» **Your task**
Give back every record below, character for character.

» **Listed entries**
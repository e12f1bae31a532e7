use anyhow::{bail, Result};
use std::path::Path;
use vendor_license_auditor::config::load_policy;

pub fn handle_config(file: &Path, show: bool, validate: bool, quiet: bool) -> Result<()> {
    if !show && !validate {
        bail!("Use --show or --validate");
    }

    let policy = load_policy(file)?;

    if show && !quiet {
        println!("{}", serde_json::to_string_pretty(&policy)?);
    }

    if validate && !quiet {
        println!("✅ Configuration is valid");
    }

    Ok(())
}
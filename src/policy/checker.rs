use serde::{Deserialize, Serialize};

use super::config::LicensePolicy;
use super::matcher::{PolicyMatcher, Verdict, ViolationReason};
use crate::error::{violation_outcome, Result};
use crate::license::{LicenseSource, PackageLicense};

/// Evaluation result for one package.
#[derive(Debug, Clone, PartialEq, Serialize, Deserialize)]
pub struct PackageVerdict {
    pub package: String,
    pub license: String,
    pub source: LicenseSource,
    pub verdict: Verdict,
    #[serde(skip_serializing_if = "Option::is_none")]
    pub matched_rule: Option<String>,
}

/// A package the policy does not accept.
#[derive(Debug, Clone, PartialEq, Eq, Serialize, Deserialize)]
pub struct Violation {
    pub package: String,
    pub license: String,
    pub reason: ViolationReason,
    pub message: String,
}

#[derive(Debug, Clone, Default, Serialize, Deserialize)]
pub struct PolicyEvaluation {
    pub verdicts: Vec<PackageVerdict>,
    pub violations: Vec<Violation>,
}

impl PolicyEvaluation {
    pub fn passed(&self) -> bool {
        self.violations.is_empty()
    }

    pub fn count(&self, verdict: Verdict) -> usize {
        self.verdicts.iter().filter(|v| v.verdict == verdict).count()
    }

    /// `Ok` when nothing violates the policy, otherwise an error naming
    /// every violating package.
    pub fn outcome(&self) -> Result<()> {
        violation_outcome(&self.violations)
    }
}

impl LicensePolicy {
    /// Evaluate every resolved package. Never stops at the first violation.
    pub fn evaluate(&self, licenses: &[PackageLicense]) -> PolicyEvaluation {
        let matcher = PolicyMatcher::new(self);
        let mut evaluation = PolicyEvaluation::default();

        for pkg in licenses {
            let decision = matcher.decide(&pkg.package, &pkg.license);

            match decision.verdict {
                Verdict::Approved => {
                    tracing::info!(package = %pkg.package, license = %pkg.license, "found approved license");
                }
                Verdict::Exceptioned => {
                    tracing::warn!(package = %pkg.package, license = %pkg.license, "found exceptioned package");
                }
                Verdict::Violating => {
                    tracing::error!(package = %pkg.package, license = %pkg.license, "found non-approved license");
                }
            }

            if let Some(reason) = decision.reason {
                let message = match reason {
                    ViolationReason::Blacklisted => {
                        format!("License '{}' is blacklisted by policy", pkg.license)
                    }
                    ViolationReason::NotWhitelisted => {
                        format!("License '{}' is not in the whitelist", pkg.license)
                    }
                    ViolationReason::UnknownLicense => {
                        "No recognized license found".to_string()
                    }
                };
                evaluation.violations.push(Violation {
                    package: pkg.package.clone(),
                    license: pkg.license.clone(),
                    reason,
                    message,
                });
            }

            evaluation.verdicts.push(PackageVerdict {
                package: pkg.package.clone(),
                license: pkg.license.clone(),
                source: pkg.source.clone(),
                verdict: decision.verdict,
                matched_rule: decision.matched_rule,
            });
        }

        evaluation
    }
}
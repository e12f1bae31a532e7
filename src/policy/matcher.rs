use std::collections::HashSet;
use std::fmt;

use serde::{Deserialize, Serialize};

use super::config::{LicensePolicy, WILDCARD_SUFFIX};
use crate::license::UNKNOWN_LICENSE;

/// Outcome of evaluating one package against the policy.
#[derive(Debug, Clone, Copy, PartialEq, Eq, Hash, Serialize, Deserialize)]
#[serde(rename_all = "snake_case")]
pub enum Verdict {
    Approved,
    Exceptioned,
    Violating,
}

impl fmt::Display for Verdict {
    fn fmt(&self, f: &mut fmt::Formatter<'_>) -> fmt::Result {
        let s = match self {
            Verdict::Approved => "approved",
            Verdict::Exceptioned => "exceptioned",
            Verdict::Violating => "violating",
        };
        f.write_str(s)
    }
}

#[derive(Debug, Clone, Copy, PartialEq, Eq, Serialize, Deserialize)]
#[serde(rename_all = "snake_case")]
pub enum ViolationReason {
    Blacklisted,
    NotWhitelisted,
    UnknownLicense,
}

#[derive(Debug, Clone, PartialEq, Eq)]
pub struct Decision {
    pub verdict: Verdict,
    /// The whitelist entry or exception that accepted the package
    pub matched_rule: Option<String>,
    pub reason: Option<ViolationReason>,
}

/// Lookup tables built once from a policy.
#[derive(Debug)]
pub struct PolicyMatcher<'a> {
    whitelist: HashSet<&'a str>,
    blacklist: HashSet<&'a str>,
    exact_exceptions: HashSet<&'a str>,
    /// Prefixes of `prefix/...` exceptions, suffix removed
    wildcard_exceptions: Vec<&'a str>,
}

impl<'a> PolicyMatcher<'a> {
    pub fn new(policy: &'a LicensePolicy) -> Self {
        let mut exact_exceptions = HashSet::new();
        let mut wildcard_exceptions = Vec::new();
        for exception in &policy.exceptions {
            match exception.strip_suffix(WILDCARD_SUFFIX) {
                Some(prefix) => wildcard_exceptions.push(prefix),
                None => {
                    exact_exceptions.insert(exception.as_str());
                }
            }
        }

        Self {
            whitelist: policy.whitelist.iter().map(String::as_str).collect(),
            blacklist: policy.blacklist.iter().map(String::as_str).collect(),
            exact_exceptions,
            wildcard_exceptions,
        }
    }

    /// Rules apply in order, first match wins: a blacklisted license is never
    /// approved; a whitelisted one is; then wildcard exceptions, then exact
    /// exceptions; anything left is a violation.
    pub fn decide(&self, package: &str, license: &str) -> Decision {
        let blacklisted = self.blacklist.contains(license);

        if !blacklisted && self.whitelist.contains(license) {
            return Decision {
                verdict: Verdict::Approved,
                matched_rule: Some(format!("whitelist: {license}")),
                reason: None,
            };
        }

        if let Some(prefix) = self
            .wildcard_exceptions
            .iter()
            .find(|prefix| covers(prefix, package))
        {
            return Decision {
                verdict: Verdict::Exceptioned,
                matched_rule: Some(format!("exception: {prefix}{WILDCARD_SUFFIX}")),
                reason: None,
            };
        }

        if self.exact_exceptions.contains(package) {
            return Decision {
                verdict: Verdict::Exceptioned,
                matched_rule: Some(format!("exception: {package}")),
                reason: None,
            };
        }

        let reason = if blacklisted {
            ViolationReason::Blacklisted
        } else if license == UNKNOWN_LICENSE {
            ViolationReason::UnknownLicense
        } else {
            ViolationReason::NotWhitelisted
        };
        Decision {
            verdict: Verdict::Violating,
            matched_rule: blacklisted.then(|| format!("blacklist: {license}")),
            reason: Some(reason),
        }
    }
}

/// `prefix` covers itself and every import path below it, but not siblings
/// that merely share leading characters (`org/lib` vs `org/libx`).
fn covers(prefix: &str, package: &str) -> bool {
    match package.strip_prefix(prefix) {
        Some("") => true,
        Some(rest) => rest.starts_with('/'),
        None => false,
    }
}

» **Response below**
repository e12f1bae31a532e7
use anyhow::{bail, Result};
use std::path::Path;
use vendor_license_auditor::config::load_policy;

pub fn handle_config(file: &Path, show: bool, validate: bool, quiet: bool) -> Result<()> {
    if !show && !validate {
        bail!("Use --show or --validate");
    }

    let policy = load_policy(file)?;

    if show && !quiet {
        println!("{}", serde_json::to_string_pretty(&policy)?);
    }

    if validate && !quiet {
        println!("✅ Configuration is valid");
    }

    Ok(())
}
filename src/policy/checker.rs
use serde::{Deserialize, Serialize};

use super::config::LicensePolicy;
use super::matcher::{PolicyMatcher, Verdict, ViolationReason};
use crate::error::{violation_outcome, Result};
use crate::license::{LicenseSource, PackageLicense};

/// Evaluation result for one package.
#[derive(Debug, Clone, PartialEq, Serialize, Deserialize)]
pub struct PackageVerdict {
    pub package: String,
    pub license: String,
    pub source: LicenseSource,
    pub verdict: Verdict,
    #[serde(skip_serializing_if = "Option::is_none")]
    pub matched_rule: Option<String>,
}

/// A package the policy does not accept.
#[derive(Debug, Clone, PartialEq, Eq, Serialize, Deserialize)]
pub struct Violation {
    pub package: String,
    pub license: String,
    pub reason: ViolationReason,
    pub message: String,
}

#[derive(Debug, Clone, Default, Serialize, Deserialize)]
pub struct PolicyEvaluation {
    pub verdicts: Vec<PackageVerdict>,
    pub violations: Vec<Violation>,
}

impl PolicyEvaluation {
    pub fn passed(&self) -> bool {
        self.violations.is_empty()
    }

    pub fn count(&self, verdict: Verdict) -> usize {
        self.verdicts.iter().filter(|v| v.verdict == verdict).count()
    }

    /// `Ok` when nothing violates the policy, otherwise an error naming
    /// every violating package.
    pub fn outcome(&self) -> Result<()> {
        violation_outcome(&self.violations)
    }
}

impl LicensePolicy {
    /// Evaluate every resolved package. Never stops at the first violation.
    pub fn evaluate(&self, licenses: &[PackageLicense]) -> PolicyEvaluation {
        let matcher = PolicyMatcher::new(self);
        let mut evaluation = PolicyEvaluation::default();

        for pkg in licenses {
            let decision = matcher.decide(&pkg.package, &pkg.license);

            match decision.verdict {
                Verdict::Approved => {
                    tracing::info!(package = %pkg.package, license = %pkg.license, "found approved license");
                }
                Verdict::Exceptioned => {
                    tracing::warn!(package = %pkg.package, license = %pkg.license, "found exceptioned package");
                }
                Verdict::Violating => {
                    tracing::error!(package = %pkg.package, license = %pkg.license, "found non-approved license");
                }
            }

            if let Some(reason) = decision.reason {
                let message = match reason {
                    ViolationReason::Blacklisted => {
                        format!("License '{}' is blacklisted by policy", pkg.license)
                    }
                    ViolationReason::NotWhitelisted => {
                        format!("License '{}' is not in the whitelist", pkg.license)
                    }
                    ViolationReason::UnknownLicense => {
                        "No recognized license found".to_string()
                    }
                };
                evaluation.violations.push(Violation {
                    package: pkg.package.clone(),
                    license: pkg.license.clone(),
                    reason,
                    message,
                });
            }

            evaluation.verdicts.push(PackageVerdict {
                package: pkg.package.clone(),
                license: pkg.license.clone(),
                source: pkg.source.clone(),
                verdict: decision.verdict,
                matched_rule: decision.matched_rule,
            });
        }

        evaluation
    }
}
repository e12f1bae31a532e7
filename src/policy/matcher.rs
use std::collections::HashSet;
use std::fmt;

use serde::{Deserialize, Serialize};

use super::config::{LicensePolicy, WILDCARD_SUFFIX};
use crate::license::UNKNOWN_LICENSE;

/// Outcome of evaluating one package against the policy.
#[derive(Debug, Clone, Copy, PartialEq, Eq, Hash, Serialize, Deserialize)]
#[serde(rename_all = "snake_case")]
pub enum Verdict {
    Approved,
    Exceptioned,
    Violating,
}

impl fmt::Display for Verdict {
    fn fmt(&self, f: &mut fmt::Formatter<'_>) -> fmt::Result {
        let s = match self {
            Verdict::Approved => "approved",
            Verdict::Exceptioned => "exceptioned",
            Verdict::Violating => "violating",
        };
        f.write_str(s)
    }
}

#[derive(Debug, Clone, Copy, PartialEq, Eq, Serialize, Deserialize)]
#[serde(rename_all = "snake_case")]
pub enum ViolationReason {
    Blacklisted,
    NotWhitelisted,
    UnknownLicense,
}

#[derive(Debug, Clone, PartialEq, Eq)]
pub struct Decision {
    pub verdict: Verdict,
    /// The whitelist entry or exception that accepted the package
    pub matched_rule: Option<String>,
    pub reason: Option<ViolationReason>,
}

/// Lookup tables built once from a policy.
#[derive(Debug)]
pub struct PolicyMatcher<'a> {
    whitelist: HashSet<&'a str>,
    blacklist: HashSet<&'a str>,
    exact_exceptions: HashSet<&'a str>,
    /// Prefixes of `prefix/...` exceptions, suffix removed
    wildcard_exceptions: Vec<&'a str>,
}

impl<'a> PolicyMatcher<'a> {
    pub fn new(policy: &'a LicensePolicy) -> Self {
        let mut exact_exceptions = HashSet::new();
        let mut wildcard_exceptions = Vec::new();
        for exception in &policy.exceptions {
            match exception.strip_suffix(WILDCARD_SUFFIX) {
                Some(prefix) => wildcard_exceptions.push(prefix),
                None => {
                    exact_exceptions.insert(exception.as_str());
                }
            }
        }

        Self {
            whitelist: policy.whitelist.iter().map(String::as_str).collect(),
            blacklist: policy.blacklist.iter().map(String::as_str).collect(),
            exact_exceptions,
            wildcard_exceptions,
        }
    }

    /// Rules apply in order, first match wins: a blacklisted license is never
    /// approved; a whitelisted one is; then wildcard exceptions, then exact
    /// exceptions; anything left is a violation.
    pub fn decide(&self, package: &str, license: &str) -> Decision {
        let blacklisted = self.blacklist.contains(license);

        if !blacklisted && self.whitelist.contains(license) {
            return Decision {
                verdict: Verdict::Approved,
                matched_rule: Some(format!("whitelist: {license}")),
                reason: None,
            };
        }

        if let Some(prefix) = self
            .wildcard_exceptions
            .iter()
            .find(|prefix| covers(prefix, package))
        {
            return Decision {
                verdict: Verdict::Exceptioned,
                matched_rule: Some(format!("exception: {prefix}{WILDCARD_SUFFIX}")),
                reason: None,
            };
        }

        if self.exact_exceptions.contains(package) {
            return Decision {
                verdict: Verdict::Exceptioned,
                matched_rule: Some(format!("exception: {package}")),
                reason: None,
            };
        }

        let reason = if blacklisted {
            ViolationReason::Blacklisted
        } else if license == UNKNOWN_LICENSE {
            ViolationReason::UnknownLicense
        } else {
            ViolationReason::NotWhitelisted
        };
        Decision {
            verdict: Verdict::Violating,
            matched_rule: blacklisted.then(|| format!("blacklist: {license}")),
            reason: Some(reason),
        }
    }
}

/// `prefix` covers itself and every import path below it, but not siblings
/// that merely share leading characters (`org/lib` vs `org/libx`).
fn covers(prefix: &str, package: &str) -> bool {
    match package.strip_prefix(prefix) {
        Some("") => true,
        Some(rest) => rest.starts_with('/'),
        None => false,
    }
}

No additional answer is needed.